We then performed a hierarchical cluster analysis of all the transcripts expressed in the fruit (Fig. 3A). Figure 3B shows examples of groups of genes showing similar expression profiles in the different plant organs, e.g. Groups Ia and Ib that include genes up-regulated in fruit and roots and Groups IIa and IIb that include genes up-regulated in fruit and leaves. An appreciable proportion (30% to 40%) of the genes found in these groups encodes proteins with unknown functions. Genes with annotated functions fall into functional categories that are different according to the clustering group. For example, the 78 fruit- and root-preferentially expressed genes included in Groups Ia and Ib encode mostly proteins with functions related to growth processes, such as sugar transport and utilization, water transport, and cell wall synthesis and modification (data not shown). In contrast, the 67 genes found in Groups IIa and IIb encode proteins related to photosynthesis and metabolism that are mostly expressed in the leaf and, to a much lower extent, in the fruit.
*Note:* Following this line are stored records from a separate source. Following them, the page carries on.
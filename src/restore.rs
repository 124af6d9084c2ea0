//! Restoration manager (SPEC_FULL.md §5.6 / spec.md §4.6 and §9).
//!
//! `getenv.c` restores target state along a single straight-line path and
//! falls back to `goto fail` on error, which works there because every
//! step before the jump target has already run unconditionally. Rust
//! models the same "no matter how we leave, put everything back" guarantee
//! with a session guard: `Session::finish` consumes the guard on the
//! success path, while `Drop` performs the matching unwind on every other
//! path (an error return, a `?`, a panic), branching on how far the
//! session got (`SessionState`) to decide exactly what still needs
//! undoing rather than re-running every step unconditionally.

use libc::user_regs_struct;
use log::{info, warn};

use crate::error::EngineError;
use crate::ptrace_transport::DebugTransport;
use crate::scratch;

/// Tracks how much of the attach/patch/map sequence has completed, so
/// `Drop` knows exactly how much of it still needs unwinding. This is a
/// coarser version of the nine-state machine spec.md §9 sketches
/// (`Attached -> BaselinePatched -> ScratchMapped -> CallDispatched ->
/// BackAtBaseline -> ScratchUnmapped -> TextRestored -> RegsRestored ->
/// Detached`): most of those finer states (`BaselinePatched`,
/// `CallDispatched`, `BackAtBaseline`) exist in spec.md to track a
/// control-flow scheme built on `jmp`-through-register tricks, because
/// `getenv.c` can only redirect execution by running code. This session
/// redirects execution by writing the target's register file directly
/// (`DebugTransport::set_regs`) at every step, so there is never an
/// intermediate "control flow is mid-redirect" state to track; what
/// remains is "no scratch page exists yet", "a scratch page exists and
/// must be torn down", and "it has already been torn down", which is what
/// the three variants below distinguish.
#[derive(Debug, Clone, Copy, PartialEq, Eq)]
enum SessionState {
    BaselineSaved,
    ScratchMapped,
    ScratchReleased,
}

/// An attached target together with everything needed to restore it to its
/// pre-attach state. Must be consumed via [`Session::finish`] on the
/// success path; any other path (including an early return via `?` or a
/// panic) restores and detaches through `Drop`.
pub struct Session {
    transport: DebugTransport,
    baseline_regs: user_regs_struct,
    scratch_addr: Option<u64>,
    state: SessionState,
    finished: bool,
}

impl Session {
    /// Attaches to the target and records its pre-attach register state.
    ///
    /// Between a successful attach and a successful register read there is
    /// no live `Session` yet for `Drop` to unwind through, so a failure to
    /// read registers here is handled with its own explicit best-effort
    /// detach rather than by constructing a half-initialized session.
    pub fn attach(pid: nix::unistd::Pid) -> Result<Self, EngineError> {
        let transport = DebugTransport::attach(pid)?;
        let baseline_regs = match transport.get_regs() {
            Ok(regs) => regs,
            Err(e) => {
                let _ = transport.detach();
                return Err(e);
            }
        };
        Ok(Session {
            transport,
            baseline_regs,
            scratch_addr: None,
            state: SessionState::BaselineSaved,
            finished: false,
        })
    }

    pub fn transport(&self) -> &DebugTransport {
        &self.transport
    }

    pub fn baseline_regs(&self) -> &user_regs_struct {
        &self.baseline_regs
    }

    /// Maps scratch space in the target and records it for release on the
    /// way out.
    pub fn map_scratch(&mut self) -> Result<u64, EngineError> {
        let addr = scratch::acquire(&self.transport, &self.baseline_regs)?;
        self.scratch_addr = Some(addr);
        self.state = SessionState::ScratchMapped;
        Ok(addr)
    }

    /// Unmaps the scratch region and restores the baseline registers,
    /// leaving the target exactly as it was observed at attach time except
    /// for its instruction pointer, which the kernel will resume from
    /// baseline_regs.rip on detach.
    fn release_scratch(&mut self) -> Result<(), EngineError> {
        if let Some(addr) = self.scratch_addr.take() {
            scratch::release(&self.transport, &self.baseline_regs, addr)?;
        }
        self.transport.set_regs(&self.baseline_regs)?;
        self.state = SessionState::ScratchReleased;
        Ok(())
    }

    /// Completes the session on the success path: releases scratch memory,
    /// restores the original registers, and detaches.
    pub fn finish(mut self) -> Result<(), EngineError> {
        self.release_scratch()?;
        self.transport.detach()?;
        self.finished = true;
        info!("pid={} restored and detached", self.transport.pid());
        Ok(())
    }
}

impl Drop for Session {
    fn drop(&mut self) {
        if self.finished {
            return;
        }
        // Best-effort: we are already unwinding from a prior error (or a
        // panic), so there is no useful way to report a failure here.
        warn!(
            "pid={} unwinding from state {:?} without a clean finish; best-effort restore",
            self.transport.pid(),
            self.state
        );
        match self.state {
            // No scratch page was ever mapped; only the register file may
            // have drifted from baseline (a failed `map_scratch` can still
            // have single-stepped the target partway through the mmap
            // stub before erroring out).
            SessionState::BaselineSaved => {
                let _ = self.transport.set_regs(&self.baseline_regs);
            }
            // A scratch page is still live and must be unmapped before we
            // let go of the target.
            SessionState::ScratchMapped => {
                let _ = self.release_scratch();
            }
            // `release_scratch` already ran (as part of a failed `finish`);
            // registers are already back at baseline.
            SessionState::ScratchReleased => {}
        }
        let _ = self.transport.detach();
    }
}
Close examination of the RT-PCR expression profiles of selected genes in fruit and different plant organs (Fig. 2) indicates that many transcripts analyzed are indeed detected in fruit but also in seed, root, young leaf, or mature leaf, confirming microarray results. Since gene-specific primers were used for RT-PCR, these experiments further indicate that cross-hybridizations between different members of multigene families, always possible with cDNA microarrays, cannot explain the large number of genes found to be expressed in both fruit and other plant organs. Thus, these results suggest that the acquisition of the fleshy fruit trait in tomato depends on the tight regulation during fruit development of the expression (timing, intensity, and spatial localization) of a set of genes that are also expressed in other plant organs.

Figure 3.
Hierarchical clustering of 607 tomato genes expressed in developing fruit. A, Each gene is represented by a single row of colored boxes. The five columns represent the different organs: fruit at 8 DPA (8), fruit at 15 DPA (15), leaf (L), root (R), and ...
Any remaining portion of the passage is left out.